The Road Ahead: Data Centers, Gigawatts, and a $7–9 Billion Revenue Target
The ambition Nebius is pursuing with this latest round of AI funding is not incremental — it is transformational. The company has publicly set itself a target of reaching two gigawatts of contracted capacity and generating between $7 billion and $9 billion in annual recurring revenue by the end of 2026. These are numbers that, if achieved, would place Nebius firmly in the conversation alongside the world's most significant cloud infrastructure providers, and well ahead of where most observers expected a Yandex spinoff to be at this stage of its development.
The data centre expansion plans give some indication of the physical scale involved. By mid-2026, Nebius expects to have operational facilities running across the UK, Israel, New Jersey, and multiple other US and European locations. Current capacity stands at around 800 megawatts, and the company is targeting one gigawatt of operational capacity by the end of 2026. Looking further out, the NVIDIA partnership envisions more than five gigawatts by 2030, a trajectory that would require a sustained and accelerating build programme over the next four years.
The most striking single element of the long-term expansion plan is the announcement of a 2.5-million-square-foot AI hub in Independence, Missouri, scheduled to open in 2028. This is a facility of genuinely enormous scale — larger than many of the world's biggest existing data centres — and its location signals that Nebius is committed to becoming a significant infrastructure player inside the United States, not just a European challenger peering in from outside. The site is linked to a municipal utility capable of supporting a 1.2-gigawatt campus, which means the power infrastructure to support the facility's AI workloads has already been planned and approved.
For the global AI ecosystem, this level of investment and infrastructure buildout has consequences that go well beyond Nebius's own financial performance. As more capacity comes online, it eases the GPU access bottleneck that has been slowing AI development across research institutions, enterprise teams, and startups alike. Companies that previously struggled to access the computing resources they needed to train large models or run demanding inference tasks at scale may find the landscape significantly more accessible as Nebius and its peers bring new capacity to market. This is exactly the kind of AI funding news that The AI World Organisation believes its global community of AI leaders needs to understand — because the infrastructure decisions being made today will shape the pace and direction of AI development for years to come.

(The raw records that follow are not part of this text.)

// Copyright 2020 Zachary Stewart
//
// Licensed under the Apache License, Version 2.0 (the "License");
// you may not use this file except in compliance with the License.
// You may obtain a copy of the License at
//
//     http://www.apache.org/licenses/LICENSE-2.0
//
// Unless required by applicable law or agreed to in writing, software
// distributed under the License is distributed on an "AS IS" BASIS,
// WITHOUT WARRANTIES OR CONDITIONS OF ANY KIND, either express or implied.
// See the License for the specific language governing permissions and
// limitations under the License.

//! Vessels and the bookkeeping of their remaining cells.
use std::collections::HashSet;

use crate::{board::Coordinate, player::Player};

/// Index of a vessel within its owner's fleet.
pub type VesselId = usize;

/// Result of registering a hit against a single vessel.
#[derive(Debug, Copy, Clone, Eq, PartialEq)]
pub enum HitResult {
    /// The vessel was hit and still has cells left.
    StillAfloat,
    /// The vessel lost its last cell with this hit.
    JustSunk,
    /// The vessel does not (or no longer) occupy the coordinate.
    NotApplicable,
}

/// A destructible unit occupying one or more cells of its owner's board.
#[derive(Debug, Clone, Eq, PartialEq)]
pub struct Vessel {
    /// Player that placed this vessel.
    owner: Player,

    /// Cells of this vessel which have not been hit yet.
    remaining: HashSet<Coordinate>,

    /// Number of cells the vessel started with.
    len: usize,
}

impl Vessel {
    /// Create a vessel for `owner` covering the given cells. Duplicate coordinates are
    /// collapsed. Panics if `coords` is empty.
    pub fn new<I: IntoIterator<Item = Coordinate>>(owner: Player, coords: I) -> Self {
        let remaining: HashSet<_> = coords.into_iter().collect();
        assert!(!remaining.is_empty(), "a vessel needs at least one cell");
        Self {
            owner,
            len: remaining.len(),
            remaining,
        }
    }

    /// The player that owns this vessel.
    pub fn owner(&self) -> Player {
        self.owner
    }

    /// Number of cells the vessel occupied when placed.
    pub fn len(&self) -> usize {
        self.len
    }

    /// Cells that have not been hit yet.
    pub fn remaining(&self) -> impl '_ + Iterator<Item = &Coordinate> {
        self.remaining.iter()
    }

    /// Number of cells that have not been hit yet.
    pub fn remaining_len(&self) -> usize {
        self.remaining.len()
    }

    /// Returns true if the vessel still has an unhit cell at `coord`.
    pub fn occupies(&self, coord: &Coordinate) -> bool {
        self.remaining.contains(coord)
    }

    /// A vessel is destroyed once every one of its cells has been hit.
    pub fn destroyed(&self) -> bool {
        self.remaining.is_empty()
    }

    /// Remove `coord` from the vessel's remaining cells.
    pub fn register_hit(&mut self, coord: &Coordinate) -> HitResult {
        if !self.remaining.remove(coord) {
            HitResult::NotApplicable
        } else if self.remaining.is_empty() {
            HitResult::JustSunk
        } else {
            HitResult::StillAfloat
        }
    }
}

#[cfg(test)]
mod tests {
    use super::*;

    #[test]
    fn sinks_exactly_once() {
        let mut vessel = Vessel::new(
            Player::P1,
            vec![Coordinate::new(0, 0), Coordinate::new(0, 1)],
        );
        assert_eq!(vessel.len(), 2);
        assert_eq!(
            vessel.register_hit(&Coordinate::new(3, 3)),
            HitResult::NotApplicable
        );
        assert_eq!(
            vessel.register_hit(&Coordinate::new(0, 0)),
            HitResult::StillAfloat
        );
        assert!(!vessel.destroyed());
        assert_eq!(
            vessel.register_hit(&Coordinate::new(0, 0)),
            HitResult::NotApplicable
        );
        assert_eq!(
            vessel.register_hit(&Coordinate::new(0, 1)),
            HitResult::JustSunk
        );
        assert!(vessel.destroyed());
        assert_eq!(
            vessel.register_hit(&Coordinate::new(0, 1)),
            HitResult::NotApplicable
        );
        assert_eq!(vessel.len(), 2);
    }

    #[test]
    #[should_panic]
    fn empty_vessel_panics() {
        Vessel::new(Player::P2, Vec::new());
    }
}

As the world watches Nebius execute on its extraordinary pipeline of partnerships and capital commitments, the central question is no longer whether Europe can produce a true hyperscale AI cloud competitor. Nebius has already answered that question. The question now is how quickly it can build, how reliably it can deliver, and whether its deep engineering heritage can sustain the quality of its platform as it scales from hundreds of megawatts to multiple gigawatts of capacity worldwide.